Pfizer Attorney Schulman ’82 receives ABA ‘Women Lawyers of Achievement’ Award
Amy Schulman ’82, Pfizer’s executive vice president and general counsel, president of Pfizer Nutrition and business unit lead for Pfizer Consumer Healthcare, received a 2012 Margaret Brent Women Lawyers of Achievement Award, given annually by the American Bar Association Commission on Women in the Profession.
Mary Cranston, chair of the ABA Commission on Women in the Profession cited the five honorees as “shar[ing] tremendous achievements as lawyers and in their devotion to helping other women, and served as pioneers for those in the legal profession and beyond.”
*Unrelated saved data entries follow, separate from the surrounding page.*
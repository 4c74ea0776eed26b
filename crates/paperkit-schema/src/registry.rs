//! # System Registry Checks
//!
//! The `.copilot/` registry indexes agents, commands and workflows by id and
//! points at their spec files. These checks confirm the registry is complete
//! and self-consistent:
//!
//! 1. every required file exists;
//! 2. every `*.yaml` file under the registry parses;
//! 3. the agent, command and workflow indexes have the expected shape and
//!    their spec files exist.
//!
//! Spec file paths are resolved relative to the registry directory.

use std::path::{Path, PathBuf};

use serde_json::Value;

use crate::checks::{CheckItem, CheckSection};
use crate::document::load_yaml_value;
use crate::error::LoadError;

/// Files a complete registry must contain, relative to its directory.
pub const REQUIRED_FILES: [&str; 12] = [
    "agents.yaml",
    "commands.yaml",
    "workflows.yaml",
    "config/settings.yaml",
    "config/consent.yaml",
    "tools/tools.yaml",
    "memory/paper-metadata.yaml",
    "memory/research-index.yaml",
    "memory/section-status.yaml",
    "memory/working-reference.md",
    "memory/revision-log.md",
    "README.md",
];

/// Agent categories `agents.yaml` must define.
pub const AGENT_CATEGORIES: [&str; 3] = ["core", "specialist", "system"];

const AGENT_FIELDS: [&str; 3] = ["name", "description", "spec-file"];
const COMMAND_FIELDS: [&str; 3] = ["id", "display-name", "agent"];

/// All registry check sections, in report order.
#[derive(Debug, Clone, PartialEq, Eq)]
pub struct RegistryReport {
    /// Directory that was checked.
    pub registry_dir: PathBuf,
    /// One section per check family, in run order.
    pub sections: Vec<CheckSection>,
}

impl RegistryReport {
    /// Passing checks across all sections.
    pub fn passed(&self) -> usize {
        self.sections.iter().map(CheckSection::passed).sum()
    }

    /// Failing checks across all sections.
    pub fn failed(&self) -> usize {
        self.sections.iter().map(CheckSection::failed).sum()
    }

    /// Full text report: a banner, every section, and the grand summary.
    pub fn render(&self) -> String {
        let rule = "=".repeat(60);
        let mut out = format!(
            "\n{rule}\n {} System Validation\n{rule}\n",
            self.registry_dir.display()
        );
        for section in &self.sections {
            out.push_str(&section.render_boxed());
        }
        out.push_str(&format!(
            "\n{rule}\n SUMMARY\n{rule}\n  Total: {} passed, {} failed\n\n",
            self.passed(),
            self.failed()
        ));
        if self.failed() > 0 {
            out.push_str("  Validation FAILED\n");
        } else {
            out.push_str("  Validation PASSED\n");
        }
        out
    }
}

/// Run every registry check over `registry_dir`.
pub fn validate_registry(registry_dir: &Path) -> RegistryReport {
    tracing::info!(dir = %registry_dir.display(), "validating system registry");
    RegistryReport {
        registry_dir: registry_dir.to_path_buf(),
        sections: vec![
            check_required_files(registry_dir),
            check_yaml_syntax(registry_dir),
            check_agent_registry(registry_dir),
            check_command_registry(registry_dir),
            check_workflow_registry(registry_dir),
        ],
    }
}

/// Every entry of [`REQUIRED_FILES`] exists.
pub fn check_required_files(registry_dir: &Path) -> CheckSection {
    let mut section = CheckSection::new("Required Files");
    for file in REQUIRED_FILES {
        if registry_dir.join(file).exists() {
            section.push(CheckItem::pass(file));
        } else {
            section.push(CheckItem::fail(file, "File not found"));
        }
    }
    section
}

/// Every `*.yaml` file under the registry, recursively, parses.
pub fn check_yaml_syntax(registry_dir: &Path) -> CheckSection {
    let mut section = CheckSection::new("YAML Syntax");
    for path in find_yaml_files(registry_dir) {
        let shown = path
            .strip_prefix(registry_dir)
            .unwrap_or(&path)
            .display()
            .to_string();
        match load_yaml_value(&path) {
            Ok(_) => section.push(CheckItem::pass(shown)),
            Err(e) => section.push(CheckItem::fail(shown, registry_load_reason(&e))),
        }
    }
    section
}

/// `agents.yaml` defines every category and each agent is complete.
pub fn check_agent_registry(registry_dir: &Path) -> CheckSection {
    let mut section = CheckSection::new("Agent Registry");
    let data = match load_yaml_value(&registry_dir.join("agents.yaml")) {
        Ok(data) => data,
        Err(e) => {
            section.push(CheckItem::fail("agents.yaml", registry_load_reason(&e)));
            return section;
        }
    };

    let agents = data.get("agents");
    for category in AGENT_CATEGORIES {
        let members = match agents.and_then(|a| a.get(category)) {
            Some(members) => members,
            None => {
                section.push(CheckItem::fail(
                    format!("{category} section"),
                    format!("Missing {category} section in agents.yaml"),
                ));
                continue;
            }
        };
        let Some(members) = members.as_object() else {
            section.push(CheckItem::fail(
                format!("{category} section"),
                format!("{category} section is not a mapping of agents"),
            ));
            continue;
        };

        for (agent_id, agent) in members {
            let subject = format!("Agent: {agent_id}");
            section.push(check_entry(
                registry_dir,
                subject,
                agent,
                &AGENT_FIELDS,
                "spec-file",
                "Invalid agent definition",
            ));
        }
    }
    section
}

/// `commands.yaml` groups list complete commands.
pub fn check_command_registry(registry_dir: &Path) -> CheckSection {
    let mut section = CheckSection::new("Command Registry");
    let data = match load_yaml_value(&registry_dir.join("commands.yaml")) {
        Ok(data) => data,
        Err(e) => {
            section.push(CheckItem::fail("commands.yaml", registry_load_reason(&e)));
            return section;
        }
    };

    let groups = data
        .get("groups")
        .and_then(Value::as_array)
        .map(Vec::as_slice)
        .unwrap_or_default();
    for group in groups {
        let commands = group
            .get("commands")
            .and_then(Value::as_array)
            .map(Vec::as_slice)
            .unwrap_or_default();
        for command in commands {
            let cmd_id = command
                .get("id")
                .and_then(Value::as_str)
                .unwrap_or("unknown");
            section.push(check_entry(
                registry_dir,
                format!("Command: {cmd_id}"),
                command,
                &COMMAND_FIELDS,
                "spec-file",
                "Invalid command definition",
            ));
        }
    }
    section
}

/// `workflows.yaml` entries are mappings whose `file` exists.
pub fn check_workflow_registry(registry_dir: &Path) -> CheckSection {
    let mut section = CheckSection::new("Workflow Registry");
    let data = match load_yaml_value(&registry_dir.join("workflows.yaml")) {
        Ok(data) => data,
        Err(e) => {
            section.push(CheckItem::fail("workflows.yaml", registry_load_reason(&e)));
            return section;
        }
    };

    if let Some(workflows) = data.get("workflows").and_then(Value::as_object) {
        for (wf_id, workflow) in workflows {
            section.push(check_entry(
                registry_dir,
                format!("Workflow: {wf_id}"),
                workflow,
                &[],
                "file",
                "Invalid workflow definition",
            ));
        }
    }
    section
}

/// Shape check shared by the three indexes: a mapping with `required`
/// fields whose optional `file_field` names an existing file.
fn check_entry(
    registry_dir: &Path,
    subject: String,
    entry: &Value,
    required: &[&str],
    file_field: &str,
    invalid_reason: &str,
) -> CheckItem {
    let Some(entry) = entry.as_object() else {
        return CheckItem::fail(subject, invalid_reason);
    };

    let missing: Vec<&str> = required
        .iter()
        .copied()
        .filter(|f| !entry.contains_key(*f))
        .collect();
    if !missing.is_empty() {
        return CheckItem::fail(subject, format!("Missing fields: {}", missing.join(", ")));
    }

    match entry.get(file_field).and_then(Value::as_str) {
        Some(file) if !file.is_empty() && !registry_dir.join(file).exists() => {
            CheckItem::fail(subject, format!("Spec file not found: {file}"))
        }
        _ => CheckItem::pass(subject),
    }
}

fn registry_load_reason(error: &LoadError) -> String {
    match error {
        LoadError::NotFound { .. } => "File not found".to_string(),
        LoadError::Parse { .. } => format!("YAML syntax error: {error}"),
        other => other.to_string(),
    }
}

/// Recursively collect `*.yaml` files under `dir`, sorted.
fn find_yaml_files(dir: &Path) -> Vec<PathBuf> {
    let mut results = Vec::new();
    walk_for_yaml(dir, &mut results);
    results.sort();
    results
}

fn walk_for_yaml(dir: &Path, acc: &mut Vec<PathBuf>) {
    let entries = match std::fs::read_dir(dir) {
        Ok(e) => e,
        Err(e) => {
            tracing::warn!(
                dir = %dir.display(),
                error = %e,
                "failed to read directory during registry walk"
            );
            return;
        }
    };
    for entry in entries {
        let entry = match entry {
            Ok(e) => e,
            Err(e) => {
                tracing::warn!(dir = %dir.display(), error = %e, "failed to read directory entry");
                continue;
            }
        };
        let path = entry.path();
        if path.is_dir() {
            walk_for_yaml(&path, acc);
        } else if path.extension().and_then(|ext| ext.to_str()) == Some("yaml") {
            acc.push(path);
        }
    }
}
Schulman, whose grandfather was the first public-housing commissioner in New York and later served as a federal judge, was also the daughter of two attorneys. She noted that she chose the legal profession out of a desire to help others, and made atypical decisions throughout her career that have led to success.
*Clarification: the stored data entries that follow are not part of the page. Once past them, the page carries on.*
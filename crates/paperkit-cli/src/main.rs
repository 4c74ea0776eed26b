//! # paperkit-validate entry point
//!
//! Parses command-line arguments, sets up diagnostics, resolves the project
//! root once, and dispatches to subcommand handlers.

use std::path::PathBuf;
use std::process::ExitCode;

use clap::{Parser, Subcommand};
use tracing_subscriber::EnvFilter;

use paperkit_cli::aggregate::{run_all, AllArgs};
use paperkit_cli::entities::{
    run_entities, AgentsArgs, CommandsArgs, ToolsArgs, WorkflowsArgs,
};
use paperkit_cli::registry::{run_registry, RegistryArgs};
use paperkit_cli::RunContext;
use paperkit_core::locate_project_root;
use paperkit_schema::ExitPolicy;

/// Exit code for runs that could not start.
const EXIT_FATAL: u8 = 2;

/// PaperKit definition validator
///
/// Validates agent, workflow, tool and command definitions against their
/// JSON Schemas, plus project manifests, IDE mirrors and the system registry.
#[derive(Parser, Debug)]
#[command(name = "paperkit-validate", version, about, long_about = None)]
struct Cli {
    /// Enable verbose output. Repeat for more verbosity (-v, -vv, -vvv).
    #[arg(short, long, action = clap::ArgAction::Count, global = true)]
    verbose: u8,

    /// Exit non-zero on any failure (the default).
    #[arg(long, global = true)]
    ci: bool,

    /// Report failures but exit zero.
    #[arg(long, global = true, conflicts_with = "ci")]
    lenient: bool,

    /// Project root (default: nearest directory above CWD with .paper/).
    #[arg(long, global = true, value_name = "PATH")]
    project_root: Option<PathBuf>,

    #[command(subcommand)]
    command: Commands,
}

#[derive(Subcommand, Debug)]
enum Commands {
    /// Validate agent definitions.
    Agents(AgentsArgs),

    /// Validate workflow definitions.
    Workflows(WorkflowsArgs),

    /// Validate tool definitions.
    Tools(ToolsArgs),

    /// Validate slash-command definitions.
    Commands(CommandsArgs),

    /// Validate the whole project: definitions, manifests and IDE mirrors.
    All(AllArgs),

    /// Validate the .copilot/ system registry.
    Registry(RegistryArgs),
}

fn main() -> ExitCode {
    let cli = Cli::parse();

    // -v flags win; without them RUST_LOG applies, defaulting to warnings.
    let filter = match cli.verbose {
        0 => EnvFilter::try_from_default_env().unwrap_or_else(|_| EnvFilter::new("warn")),
        1 => EnvFilter::new("info"),
        2 => EnvFilter::new("debug"),
        _ => EnvFilter::new("trace"),
    };

    tracing_subscriber::fmt()
        .with_env_filter(filter)
        .with_target(false)
        .with_writer(std::io::stderr)
        .init();

    tracing::debug!("paperkit-validate v{} starting", env!("CARGO_PKG_VERSION"));

    let project_root = match locate_project_root(cli.project_root.as_deref()) {
        Ok(root) => {
            tracing::debug!(project_root = %root.display(), "resolved project root");
            Some(root)
        }
        Err(e) => {
            tracing::debug!(error = %e, "no project root");
            None
        }
    };

    let ctx = RunContext {
        project_root,
        verbose: cli.verbose > 0,
        policy: ExitPolicy::from_flags(cli.ci, cli.lenient),
    };

    let result = match cli.command {
        Commands::Agents(args) => run_entities(&args, &ctx),
        Commands::Workflows(args) => run_entities(&args, &ctx),
        Commands::Tools(args) => run_entities(&args, &ctx),
        Commands::Commands(args) => run_entities(&args, &ctx),
        Commands::All(args) => run_all(&args, &ctx),
        Commands::Registry(args) => run_registry(&args, &ctx),
    };

    match result {
        Ok(code) => ExitCode::from(code),
        Err(e) => {
            eprintln!("Error: {e:#}");
            ExitCode::from(EXIT_FATAL)
        }
    }
}
use std::path::Path;

use assert_cmd::Command;
use predicates::str::contains;

const TOOL_SCHEMA: &str = r#"{
    "$schema": "http://json-schema.org/draft-07/schema#",
    "type": "object",
    "required": ["name", "description"],
    "properties": {
        "name": { "type": "string" },
        "description": { "type": "string" }
    }
}"#;

const ENV_OVERRIDES: [&str; 9] = [
    "PAPERKIT_SCHEMA_PATH",
    "PAPERKIT_AGENT_SCHEMA_PATH",
    "PAPERKIT_AGENTS_DIR",
    "PAPERKIT_WORKFLOW_SCHEMA_PATH",
    "PAPERKIT_WORKFLOWS_DIR",
    "PAPERKIT_TOOL_SCHEMA_PATH",
    "PAPERKIT_TOOLS_DIR",
    "PAPERKIT_COMMAND_SCHEMA_PATH",
    "PAPERKIT_COMMANDS_DIR",
];

fn write(root: &Path, rel: &str, content: &str) {
    let path = root.join(rel);
    std::fs::create_dir_all(path.parent().unwrap()).unwrap();
    std::fs::write(path, content).unwrap();
}

fn project(tools: &[(&str, &str)]) -> tempfile::TempDir {
    let dir = tempfile::tempdir().unwrap();
    write(dir.path(), ".paper/_cfg/schemas/tool-schema.json", TOOL_SCHEMA);
    std::fs::create_dir_all(dir.path().join(".paper/_cfg/tools")).unwrap();
    for (file, content) in tools {
        write(dir.path(), &format!(".paper/_cfg/tools/{file}"), content);
    }
    dir
}

fn cmd(root: &Path) -> Command {
    let mut cmd = Command::cargo_bin("paperkit-validate").unwrap();
    for var in ENV_OVERRIDES {
        cmd.env_remove(var);
    }
    cmd.arg("--project-root").arg(root);
    cmd
}

#[test]
fn valid_tools_exit_zero() {
    let dir = project(&[("lint.yaml", "name: lint\ndescription: Lints.\n")]);
    cmd(dir.path())
        .arg("tools")
        .assert()
        .code(0)
        .stdout(contains("Tool Schema Validation"))
        .stdout(contains("✓ All tools validated successfully"));
}

#[test]
fn invalid_tool_exits_one_and_lenient_exits_zero() {
    let dir = project(&[
        ("lint.yaml", "name: lint\ndescription: Lints.\n"),
        ("fmt.yaml", "name: fmt\n"),
    ]);
    cmd(dir.path())
        .arg("tools")
        .assert()
        .code(1)
        .stdout(contains("fmt"))
        .stdout(contains("INVALID"))
        .stdout(contains("⚠ Validation failed with 1 invalid tool(s)"));

    cmd(dir.path()).args(["--lenient", "tools"]).assert().code(0);
}

#[test]
fn missing_schema_is_fatal() {
    let dir = project(&[("lint.yaml", "name: lint\ndescription: Lints.\n")]);
    cmd(dir.path())
        .args(["tools", "--schema", "nowhere.json"])
        .assert()
        .code(2)
        .stderr(contains("Error:"));
}

#[test]
fn ci_and_lenient_conflict() {
    let dir = project(&[]);
    cmd(dir.path())
        .args(["--ci", "--lenient", "tools"])
        .assert()
        .failure();
}

#[test]
fn named_tool_not_found() {
    let dir = project(&[("lint.yaml", "name: lint\ndescription: Lints.\n")]);
    cmd(dir.path())
        .args(["tools", "--tool", "ghost"])
        .assert()
        .code(1)
        .stdout(contains("Tool 'ghost' not found"));
}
“I’ve come to realize that although I don’t think of myself in conventional terms as a risk taker, I actually am, at least professionally,” she says.
She had initially joined Piper Marbury, a relatively unknown firm when she was only two years shy of becoming a partner at another firm. Now Piper Marbury is the well-known international firm DLA Piper, where she was the first woman to serve on the firm’s global board and its U.S. executive committee.
Another professional risk took her to join Pfizer, Inc., the global pharmaceutical company, as the general counsel in 2008. In 2010, in addition to her role as general counsel, she became president and general manager of Pfizer Nutrition — a $2.1-billion global business.
Schulman serves as executive sponsor of Pfizer’s Global Women’s Council, which helps increase diversity and expand opportunities for both women and men across the company.
“I am committed to spending some of my political capital and voice to ensure women have a seat at the table that we are entitled to,” Schulman says. “There are various things that derail women institutionally: unconscious bias, gender fatigue. [You get] nearly to the top and then you don’t get a sponsor over the finish line. I want to ensure that doesn’t happen to people in my organization.”